5_Metrics_to_Assess_the_Effectiveness_of_Your_Multifamily_Sales_ProcessAssessing real performance in multifamily sales is an incredibly hard pursuit. In my post last week, I shared how selling in the apartment world is different from just about any other sales process.

One of the chief differences is the inability to use typical sales effectiveness metrics when assessing performance. Over the last year, as I’ve been sharing our findings and experience about the sales process with hundreds of operators, one of the most common questions/concerns I get is about assessing their leasing team.

While there are certainly some key metrics you can use to assess performance, the nature of multifamily sales requires more holistic metrics. As the saying goes, “What gets measured gets done.”

Therefore, it’s important that you select metrics that cause success. Given the structural demand of our industry, short-term (and even mid-term) performance is driven more by external factors than by anything happening with your organization.

When selecting your metrics, you want to be able to assess the combination of the system and process you provide, as well as the contribution of the individual. Here are the five we recommend everyone track:

1. Time to full production

Turnover is a fact of life in the multifamily industry, and especially as it relates to the sales side. Sales in general has higher turnover rates than other jobs, and the very nature of a job on site means there will be turnover.

While there are certainly things you can do to reduce turnover, you’re not going to eliminate it. Therefore your sales system and training should be designed to get new associates up to speed as fast as possible.

The first trouble we see here is that most organizations aren’t measuring this formally, so they typically have no idea what “full production” really means. For those that are, we are often seeing ramp up times of 6 – 9 months and longer. Your goal should be to have an associate fully producing within 90 days.

2. NPS

Net Promoter Score (NPS) is a valuable, insightful metric that is increasing in popularity. While many operators utilize NPS on an ongoing basis, we find very few who are using it directly to monitor sales performance. There are two NPS measurements that can highlight sales performance:

  • NPS by leasing associate.
  • NPS of non-residents by associate. There are a lot of reasons that a resident will choose to live somewhere else, several of which have nothing to do with the leasing associate they worked with. That associate should leave a positive impression with all prospects, and this is a great way to measure that.

3. Time from ask to decision

If you ask any highly successful salesperson, they’ll tell you that they don’t worry about “no’s.” What drives them crazy (and destroys operational efficiencies) are the “I don’t knows.” I’m a big fan of the philosophy, tell me “yes,” tell me “no,” just don’t tell me “I don’t know.”

As I shared last week, measurements like closing ratios are not effective multifamily metrics. That said, an effective sales process well executed by associates, will enable prospects to make decisions faster.

4. Predictability

An effective sales operation makes everyone a stronger forecaster. This is helpful, not only from a pricing and management perspective, but also from a learning perspective. Far too often sales happen (or don’t) where the salesperson is less than clear as to why.

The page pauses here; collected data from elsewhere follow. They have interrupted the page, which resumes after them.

use chrono::{DateTime, Utc};
use serde::Serialize;
use sqlx::FromRow;

pub type OperatorId = i64;
pub type AccountId = i64;

#[derive(Debug, Clone, PartialEq, FromRow)]
pub struct Operator {
    pub id: OperatorId,
    pub username: String,
    pub password_hash: String,
    pub created_at: DateTime<Utc>,
}

/// A stored API key for one account at the DNS provider.
#[derive(Clone, PartialEq, Serialize, FromRow)]
pub struct ProviderAccount {
    pub id: AccountId,
    pub operator_id: OperatorId,
    pub display_name: String,
    #[serde(skip_serializing)]
    pub api_key: String,
    pub created_at: DateTime<Utc>,
}

impl std::fmt::Debug for ProviderAccount {
    fn fmt(&self, f: &mut std::fmt::Formatter<'_>) -> std::fmt::Result {
        f.debug_struct("ProviderAccount")
            .field("id", &self.id)
            .field("operator_id", &self.operator_id)
            .field("display_name", &self.display_name)
            .field("api_key", &"<redacted>")
            .field("created_at", &self.created_at)
            .finish()
    }
}
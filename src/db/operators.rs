use crate::db::models::{Operator, OperatorId};
use crate::db::sqlite::SqlitePool;
use crate::error::DeskError;
use chrono::Utc;

const ALREADY_REGISTERED: &str = "An operator is already registered";

/// Persistence for the single operator identity.
#[derive(Clone)]
pub struct OperatorStorage {
    pool: SqlitePool,
}

impl OperatorStorage {
    pub fn new(pool: SqlitePool) -> Self {
        Self { pool }
    }

    /// Insert the operator row. Fails with `Conflict` when any operator exists.
    ///
    /// `BEGIN IMMEDIATE` takes the write lock before the count check, so
    /// concurrent registrations run one after another. The `singleton` column
    /// still rejects a second row at the storage level.
    pub async fn insert(&self, username: &str, password_hash: &str) -> Result<Operator, DeskError> {
        match self.insert_serialized(username, password_hash).await {
            Err(DeskError::Database(e)) if is_busy(&e) && self.exists().await? => {
                Err(DeskError::Conflict(ALREADY_REGISTERED.to_string()))
            }
            res => res,
        }
    }

    async fn insert_serialized(
        &self,
        username: &str,
        password_hash: &str,
    ) -> Result<Operator, DeskError> {
        let mut tx = self.pool.begin_with("BEGIN IMMEDIATE").await?;

        let (existing,): (i64,) = sqlx::query_as("SELECT COUNT(*) FROM operators")
            .fetch_one(&mut *tx)
            .await?;
        if existing > 0 {
            return Err(DeskError::Conflict(ALREADY_REGISTERED.to_string()));
        }

        let inserted = sqlx::query_as::<_, Operator>(
            r#"INSERT INTO operators (username, password_hash, created_at)
               VALUES (?, ?, ?)
               RETURNING id, username, password_hash, created_at"#,
        )
        .bind(username)
        .bind(password_hash)
        .bind(Utc::now())
        .fetch_one(&mut *tx)
        .await;

        let operator = match inserted {
            Ok(op) => op,
            Err(sqlx::Error::Database(db_err)) if db_err.is_unique_violation() => {
                return Err(DeskError::Conflict(ALREADY_REGISTERED.to_string()));
            }
            Err(e) => return Err(e.into()),
        };

        tx.commit().await?;
        Ok(operator)
    }

    pub async fn exists(&self) -> Result<bool, DeskError> {
        let (count,): (i64,) = sqlx::query_as("SELECT COUNT(*) FROM operators")
            .fetch_one(&self.pool)
            .await?;
        Ok(count > 0)
    }

    pub async fn find_by_username(&self, username: &str) -> Result<Option<Operator>, DeskError> {
        let op = sqlx::query_as::<_, Operator>(
            "SELECT id, username, password_hash, created_at FROM operators WHERE username = ?",
        )
        .bind(username)
        .fetch_optional(&self.pool)
        .await?;
        Ok(op)
    }

    pub async fn find_by_id(&self, id: OperatorId) -> Result<Option<Operator>, DeskError> {
        let op = sqlx::query_as::<_, Operator>(
            "SELECT id, username, password_hash, created_at FROM operators WHERE id = ?",
        )
        .bind(id)
        .fetch_optional(&self.pool)
        .await?;
        Ok(op)
    }
}

/// SQLITE_BUSY (5) or SQLITE_LOCKED (6), including extended codes.
fn is_busy(err: &sqlx::Error) -> bool {
    let sqlx::Error::Database(db_err) = err else {
        return false;
    };
    db_err
        .code()
        .and_then(|c| c.parse::<i32>().ok())
        .is_some_and(|code| matches!(code & 0xff, 5 | 6))
}
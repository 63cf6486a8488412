//! Database module: models, schema and storage for operators and provider accounts.
//!
//! Layout:
//! - `models.rs`: Rust structs mirroring DB rows
//! - `schema.rs`: SQL DDL for initializing the database
//! - `sqlite.rs`: pool construction and schema bootstrap
//! - `operators.rs` / `accounts.rs`: the two stores

pub mod accounts;
pub mod models;
pub mod operators;
pub mod schema;
pub mod sqlite;

pub use accounts::AccountStorage;
pub use models::{Operator, ProviderAccount};
pub use operators::OperatorStorage;
pub use schema::SQLITE_INIT;
pub use sqlite::{SqlitePool, connect, init_schema};
use argon2::{
    Argon2, PasswordHash, PasswordHasher, PasswordVerifier,
    password_hash::{SaltString, rand_core::OsRng},
};

use crate::error::DeskError;

/// Hash a password into a PHC string (Argon2id, random salt).
pub fn hash_password(password: &str) -> Result<String, DeskError> {
    let salt = SaltString::generate(&mut OsRng);
    Argon2::default()
        .hash_password(password.as_bytes(), &salt)
        .map(|h| h.to_string())
        .map_err(|e| DeskError::PasswordHash(e.to_string()))
}

/// Well-formed Argon2id PHC string (default parameters) that no password
/// matches. Checked on the unknown-user login path so both failures cost one
/// Argon2 evaluation.
pub const UNKNOWN_USER_HASH: &str = "$argon2id$v=19$m=19456,t=2,p=1$c29tZXNhbHRzb21lc2FsdA$AAAAAAAAAAAAAAAAAAAAAAAAAAAAAAAAAAAAAAAAAAA";

/// Constant-time check of `password` against a stored PHC string.
/// A malformed stored hash never matches.
pub fn verify_password(password: &str, stored: &str) -> bool {
    let Ok(parsed) = PasswordHash::new(stored) else {
        return false;
    };
    Argon2::default()
        .verify_password(password.as_bytes(), &parsed)
        .is_ok()
}

#[cfg(test)]
mod tests {
    use super::*;

    #[test]
    fn hash_then_verify() {
        let hash = hash_password("pw123").expect("hash");
        assert!(hash.starts_with("$argon2"));
        assert!(verify_password("pw123", &hash));
        assert!(!verify_password("pw124", &hash));
    }

    #[test]
    fn salts_differ_between_hashes() {
        let a = hash_password("same").expect("hash");
        let b = hash_password("same").expect("hash");
        assert_ne!(a, b);
    }

    #[test]
    fn unknown_user_hash_parses_and_never_matches() {
        let parsed = PasswordHash::new(UNKNOWN_USER_HASH).expect("valid PHC string");
        assert_eq!(parsed.algorithm.as_str(), "argon2id");
        assert!(!verify_password("pw123", UNKNOWN_USER_HASH));
        assert!(!verify_password("", UNKNOWN_USER_HASH));
    }

    #[test]
    fn garbage_hash_never_matches() {
        assert!(!verify_password("pw123", "not-a-phc-string"));
    }
}
use axum::{
    Form,
    extract::State,
    http::{HeaderMap, StatusCode},
    response::{IntoResponse, Redirect, Response},
};
use axum_extra::extract::{WithRejection, cookie::PrivateCookieJar};
use serde::Deserialize;
use tracing::info;

use crate::error::DeskError;
use crate::middleware::auth::{RequireOperator, authenticate, clear_session_cookie, session_cookie};
use crate::router::DeskState;
use crate::views;

#[derive(Debug, Deserialize)]
pub struct CredentialsForm {
    pub username: String,
    pub password: String,
}

/// GET / -> login form, or straight to the dashboard with a live session.
pub async fn index(State(state): State<DeskState>, headers: HeaderMap) -> Response {
    if authenticate(&headers, &state).await.is_ok() {
        return Redirect::to("/dashboard").into_response();
    }
    views::login_page(None).into_response()
}

/// POST /login -> sets the session cookie on success, re-renders the form otherwise.
pub async fn login(
    State(state): State<DeskState>,
    jar: PrivateCookieJar,
    WithRejection(Form(form), _): WithRejection<Form<CredentialsForm>, DeskError>,
) -> Result<Response, DeskError> {
    match state.guard.login(&form.username, &form.password).await {
        Ok(token) => {
            let cookie = session_cookie(&token, state.guard.signer().ttl(), state.insecure_cookie);
            Ok((jar.add(cookie), Redirect::to("/dashboard")).into_response())
        }
        Err(DeskError::Unauthorized(msg) | DeskError::Validation(msg)) => {
            Ok((StatusCode::UNAUTHORIZED, views::login_page(Some(&msg))).into_response())
        }
        Err(e) => Err(e),
    }
}

pub async fn register_form(State(state): State<DeskState>) -> Result<Response, DeskError> {
    let registered = state.guard.is_registered().await?;
    Ok(views::register_page(None, registered).into_response())
}

/// POST /register -> creates the one operator account.
pub async fn register(
    State(state): State<DeskState>,
    WithRejection(Form(form), _): WithRejection<Form<CredentialsForm>, DeskError>,
) -> Result<Response, DeskError> {
    match state.guard.register(&form.username, &form.password).await {
        Ok(_) => Ok(Redirect::to("/").into_response()),
        Err(DeskError::Validation(msg)) => Ok((
            StatusCode::BAD_REQUEST,
            views::register_page(Some(&msg), false),
        )
            .into_response()),
        Err(DeskError::Conflict(msg)) => Ok((
            StatusCode::CONFLICT,
            views::register_page(Some(&msg), true),
        )
            .into_response()),
        Err(e) => Err(e),
    }
}

/// GET /logout -> drops the session cookie.
pub async fn logout(RequireOperator(operator_id): RequireOperator, jar: PrivateCookieJar) -> Response {
    info!(operator_id, "operator logged out");
    (jar.remove(clear_session_cookie()), Redirect::to("/")).into_response()
}
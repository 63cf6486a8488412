pub mod auth;
pub mod config;
pub mod db;
pub mod error;
pub mod handlers;
pub mod middleware;
pub mod provider;
pub mod router;
pub mod service;
pub mod views;

pub use error::{DeskError, ProviderError};
pub use router::{DeskState, desk_router};
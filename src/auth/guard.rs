use tracing::{info, warn};

use crate::auth::password::{UNKNOWN_USER_HASH, hash_password, verify_password};
use crate::auth::session::{SessionSigner, SessionToken};
use crate::db::OperatorStorage;
use crate::db::models::{Operator, OperatorId};
use crate::error::DeskError;

const BAD_CREDENTIALS: &str = "Invalid username or password";

/// Registration, login and token verification for the single operator.
#[derive(Clone)]
pub struct AuthGuard {
    operators: OperatorStorage,
    signer: SessionSigner,
}

impl AuthGuard {
    pub fn new(operators: OperatorStorage, signer: SessionSigner) -> Self {
        Self { operators, signer }
    }

    pub fn signer(&self) -> &SessionSigner {
        &self.signer
    }

    /// Whether the one-time registration has already happened.
    pub async fn is_registered(&self) -> Result<bool, DeskError> {
        self.operators.exists().await
    }

    /// Create the operator. Only the first call ever succeeds.
    pub async fn register(&self, username: &str, password: &str) -> Result<Operator, DeskError> {
        let username = username.trim();
        if username.is_empty() || password.is_empty() {
            return Err(DeskError::Validation(
                "Username and password are required".to_string(),
            ));
        }
        if self.operators.exists().await? {
            warn!(username = %username, "registration refused: operator already exists");
            return Err(DeskError::Conflict(
                "An operator is already registered".to_string(),
            ));
        }
        let hash = hash_password(password)?;
        let operator = self.operators.insert(username, &hash).await?;
        info!(operator_id = operator.id, username = %operator.username, "operator registered");
        Ok(operator)
    }

    pub async fn login(&self, username: &str, password: &str) -> Result<SessionToken, DeskError> {
        let Some(operator) = self.operators.find_by_username(username.trim()).await? else {
            let _ = verify_password(password, UNKNOWN_USER_HASH);
            warn!(username = %username, "login failed: unknown user");
            return Err(DeskError::Unauthorized(BAD_CREDENTIALS.to_string()));
        };
        if !verify_password(password, &operator.password_hash) {
            warn!(username = %username, "login failed: wrong password");
            return Err(DeskError::Unauthorized(BAD_CREDENTIALS.to_string()));
        }
        info!(operator_id = operator.id, "operator logged in");
        self.signer.issue(&operator)
    }

    /// Resolve a session token to the operator it was issued for.
    pub async fn verify(&self, token: &str) -> Result<OperatorId, DeskError> {
        let claims = self.signer.verify(token)?;
        match self.operators.find_by_id(claims.sub).await? {
            Some(op) if op.username == claims.usr => Ok(op.id),
            _ => Err(DeskError::Unauthorized("operator not found".to_string())),
        }
    }
}

#[cfg(test)]
mod tests {
    use super::*;
    use crate::db::connect;
    use chrono::{Duration, Utc};

    async fn guard() -> AuthGuard {
        let pool = connect("sqlite::memory:").await.expect("in-memory db");
        AuthGuard::new(
            OperatorStorage::new(pool),
            SessionSigner::new("guard-test-secret-0123456789", Duration::minutes(30)),
        )
    }

    #[tokio::test]
    async fn registration_succeeds_exactly_once() {
        let guard = guard().await;
        assert!(!guard.is_registered().await.expect("query"));
        guard.register("admin", "pw123").await.expect("first registration");
        assert!(guard.is_registered().await.expect("query"));

        for name in ["admin", "other"] {
            let err = guard.register(name, "pw").await.unwrap_err();
            assert!(matches!(err, DeskError::Conflict(_)), "{name}: {err:?}");
        }
    }

    #[tokio::test]
    async fn blank_registration_is_invalid() {
        let guard = guard().await;
        assert!(matches!(
            guard.register("   ", "pw").await,
            Err(DeskError::Validation(_))
        ));
        assert!(matches!(
            guard.register("admin", "").await,
            Err(DeskError::Validation(_))
        ));
    }

    #[tokio::test]
    async fn login_issues_verifiable_token() {
        let guard = guard().await;
        let op = guard.register("admin", "pw123").await.expect("register");

        let token = guard.login("admin", "pw123").await.expect("login");
        assert_eq!(guard.verify(token.as_str()).await.expect("verify"), op.id);
    }

    #[tokio::test]
    async fn wrong_credentials_are_unauthorized() {
        let guard = guard().await;
        guard.register("admin", "pw123").await.expect("register");

        assert!(matches!(
            guard.login("admin", "nope").await,
            Err(DeskError::Unauthorized(_))
        ));
        assert!(matches!(
            guard.login("ghost", "pw123").await,
            Err(DeskError::Unauthorized(_))
        ));
    }

    #[tokio::test]
    async fn expired_token_fails_verification() {
        let guard = guard().await;
        let op = guard.register("admin", "pw123").await.expect("register");
        let stale = guard
            .signer()
            .issue_at(&op, Utc::now() - Duration::minutes(31))
            .expect("issue");
        assert!(matches!(
            guard.verify(stale.as_str()).await,
            Err(DeskError::Unauthorized(_))
        ));
    }
}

Salespeople and leasing associates should be good predictors of what will happen. They should be able to identify the barriers to a sale (and then determine whether that barrier is an objection or a condition and act on that appropriately) and the likelihood of a positive outcome.

When an associate thinks one thing will happen (positive or negative) and another thing actually happens (again, positive or negative) it’s a sign that the associate misread the situation. As they become better at reading signs, they become better predictors and salespeople.

5. RPU Contribution

Revenue-per-unit is not (yet) a common metric in multifamily. Our friends over at MDX are doing a great job of introducing it. RPU is a measurement taking into account both average rents and occupancy simultaneously.

As I shared in more depth previously, an effective sales process should have the effect of increasing demand for your property, thus giving you more pricing power and increasing NOI measurably and meaningfully.

By tracking these metrics you create the dual benefits of increasing operating performance while also becoming a learning organization that continually drives improved performance.